### [WHAT THE TASK ASKS]
Below are records; copy every line among them that contains the word "artifact".

### [MATERIAL SUPPLIED]
☆ ☆ ☆ ☆ ☆

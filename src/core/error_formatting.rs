//! Error formatting utilities
//!
//! Converts internal errors into clear, actionable messages for the CLI.

use super::error::{ErrorContext, StewardError, find_steward_error};

/// Convert any error into a user-friendly format with contextual suggestions
///
/// The chain is searched for a [`StewardError`] first; raw IO and TOML errors
/// get generic suggestions; anything else is shown with its full cause chain.
#[must_use]
pub fn user_friendly_error(error: anyhow::Error) -> ErrorContext {
    if let Some(steward_error) = find_steward_error(&error) {
        let context = create_error_context(steward_error);
        let outer = error.to_string();
        if outer != steward_error.to_string() && context.details.is_none() {
            return context.with_details(outer);
        }
        return context;
    }

    if let Some(io_error) = error.downcast_ref::<std::io::Error>() {
        match io_error.kind() {
            std::io::ErrorKind::PermissionDenied => {
                return ErrorContext::new(StewardError::PermissionDenied {
                    operation: "file access".to_string(),
                    path: "unknown".to_string(),
                })
                .with_suggestion("Check ownership of the installation root and status file");
            }
            std::io::ErrorKind::NotFound => {
                return ErrorContext::new(StewardError::FileSystemError {
                    operation: "file access".to_string(),
                    path: "unknown".to_string(),
                })
                .with_suggestion("Check that the file or directory exists and the path is correct");
            }
            _ => {}
        }
    }

    if let Some(toml_error) = error.downcast_ref::<toml::de::Error>() {
        return ErrorContext::new(StewardError::ConfigError {
            message: toml_error.to_string(),
        })
        .with_suggestion("Check the TOML syntax in your steward configuration file");
    }

    let mut message = error.to_string();
    let chain: Vec<String> =
        error.chain().skip(1).map(std::string::ToString::to_string).collect();

    if !chain.is_empty() {
        message.push_str("\n\nCaused by:");
        for (i, cause) in chain.iter().enumerate() {
            message.push_str(&format!("\n  {}: {}", i + 1, cause));
        }
    }

    ErrorContext::new(StewardError::Other {
        message,
    })
}

/// Map a [`StewardError`] to a context with tailored suggestions.
#[must_use]
pub fn create_error_context(error: &StewardError) -> ErrorContext {
    let context = ErrorContext::new(clone_error(error));
    match error {
        StewardError::ChecksumMismatch { .. } | StewardError::SizeMismatch { .. } => context
            .with_suggestion("The staged artifact was discarded; the installed version is unchanged. Re-publish the release or retry later")
            .with_details("Downloaded bytes did not match the signed release descriptor"),
        StewardError::PathTraversal { .. } => context
            .with_suggestion("Rebuild the release archive with paths relative to its root")
            .with_details("Extraction was aborted before any file was written"),
        StewardError::NetworkError { .. }
        | StewardError::HttpStatus { .. }
        | StewardError::Timeout { .. } => context
            .with_suggestion("Check network connectivity to the metadata and artifact servers; the next check will retry"),
        StewardError::MetadataError { .. } => context
            .with_suggestion("Verify metadata_url and that the metadata directory is writable"),
        StewardError::DescriptorNotFound { service } => context.with_suggestion(format!(
            "Publish a '{service}/{service}-index.json' target or fix the service name in the configuration"
        )),
        StewardError::CredentialError { .. } => context
            .with_suggestion("Check the [credentials] section of the configuration"),
        StewardError::ConfigError { .. } | StewardError::TomlError(_) => context
            .with_suggestion("Fix the configuration file, or pass --config with the right path"),
        StewardError::InstallInProgress { .. } => context
            .with_suggestion("Wait for the running install to finish"),
        StewardError::NoBackup { .. } => context
            .with_suggestion("Rollback is only possible after at least one completed update"),
        StewardError::SpawnFailed { .. } => context
            .with_suggestion("The previous process keeps running; check the new binary's permissions"),
        StewardError::PermissionDenied { .. } => context
            .with_suggestion("Check ownership of the installation root and status file"),
        _ => context,
    }
}

// `StewardError` wraps non-Clone sources; rebuild an equivalent value for display.
fn clone_error(error: &StewardError) -> StewardError {
    match error {
        StewardError::ChecksumMismatch { name, expected, actual } => StewardError::ChecksumMismatch {
            name: name.clone(),
            expected: expected.clone(),
            actual: actual.clone(),
        },
        StewardError::SizeMismatch { name, expected, actual } => StewardError::SizeMismatch {
            name: name.clone(),
            expected: *expected,
            actual: *actual,
        },
        StewardError::PathTraversal { entry } => StewardError::PathTraversal {
            entry: entry.clone(),
        },
        StewardError::NetworkError { operation, reason } => StewardError::NetworkError {
            operation: operation.clone(),
            reason: reason.clone(),
        },
        StewardError::HttpStatus { url, status } => StewardError::HttpStatus {
            url: url.clone(),
            status: *status,
        },
        StewardError::Timeout { operation, seconds } => StewardError::Timeout {
            operation: operation.clone(),
            seconds: *seconds,
        },
        StewardError::MetadataError { message } => StewardError::MetadataError {
            message: message.clone(),
        },
        StewardError::DescriptorNotFound { service } => StewardError::DescriptorNotFound {
            service: service.clone(),
        },
        StewardError::DescriptorParseError { service, reason } => {
            StewardError::DescriptorParseError {
                service: service.clone(),
                reason: reason.clone(),
            }
        }
        StewardError::CredentialError { reason } => StewardError::CredentialError {
            reason: reason.clone(),
        },
        StewardError::FileSystemError { operation, path } => StewardError::FileSystemError {
            operation: operation.clone(),
            path: path.clone(),
        },
        StewardError::PermissionDenied { operation, path } => StewardError::PermissionDenied {
            operation: operation.clone(),
            path: path.clone(),
        },
        StewardError::ConfigError { message } => StewardError::ConfigError {
            message: message.clone(),
        },
        StewardError::SpawnFailed { binary, reason } => StewardError::SpawnFailed {
            binary: binary.clone(),
            reason: reason.clone(),
        },
        StewardError::InstallInProgress { lock_path } => StewardError::InstallInProgress {
            lock_path: lock_path.clone(),
        },
        StewardError::NoBackup { path } => StewardError::NoBackup {
            path: path.clone(),
        },
        StewardError::Cancelled { operation } => StewardError::Cancelled {
            operation: operation.clone(),
        },
        StewardError::IoError(e) => StewardError::IoError(std::io::Error::new(e.kind(), e.to_string())),
        StewardError::JsonError(e) => StewardError::Other {
            message: format!("JSON error: {e}"),
        },
        StewardError::TomlError(e) => StewardError::ConfigError {
            message: e.to_string(),
        },
        StewardError::Other { message } => StewardError::Other {
            message: message.clone(),
        },
    }
}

☆ ☆ ☆ ☆ ☆

### [TASK RESPONSE]
            .with_suggestion("The staged artifact was discarded; the installed version is unchanged. Re-publish the release or retry later")
            .with_suggestion("Check network connectivity to the metadata and artifact servers; the next check will retry"),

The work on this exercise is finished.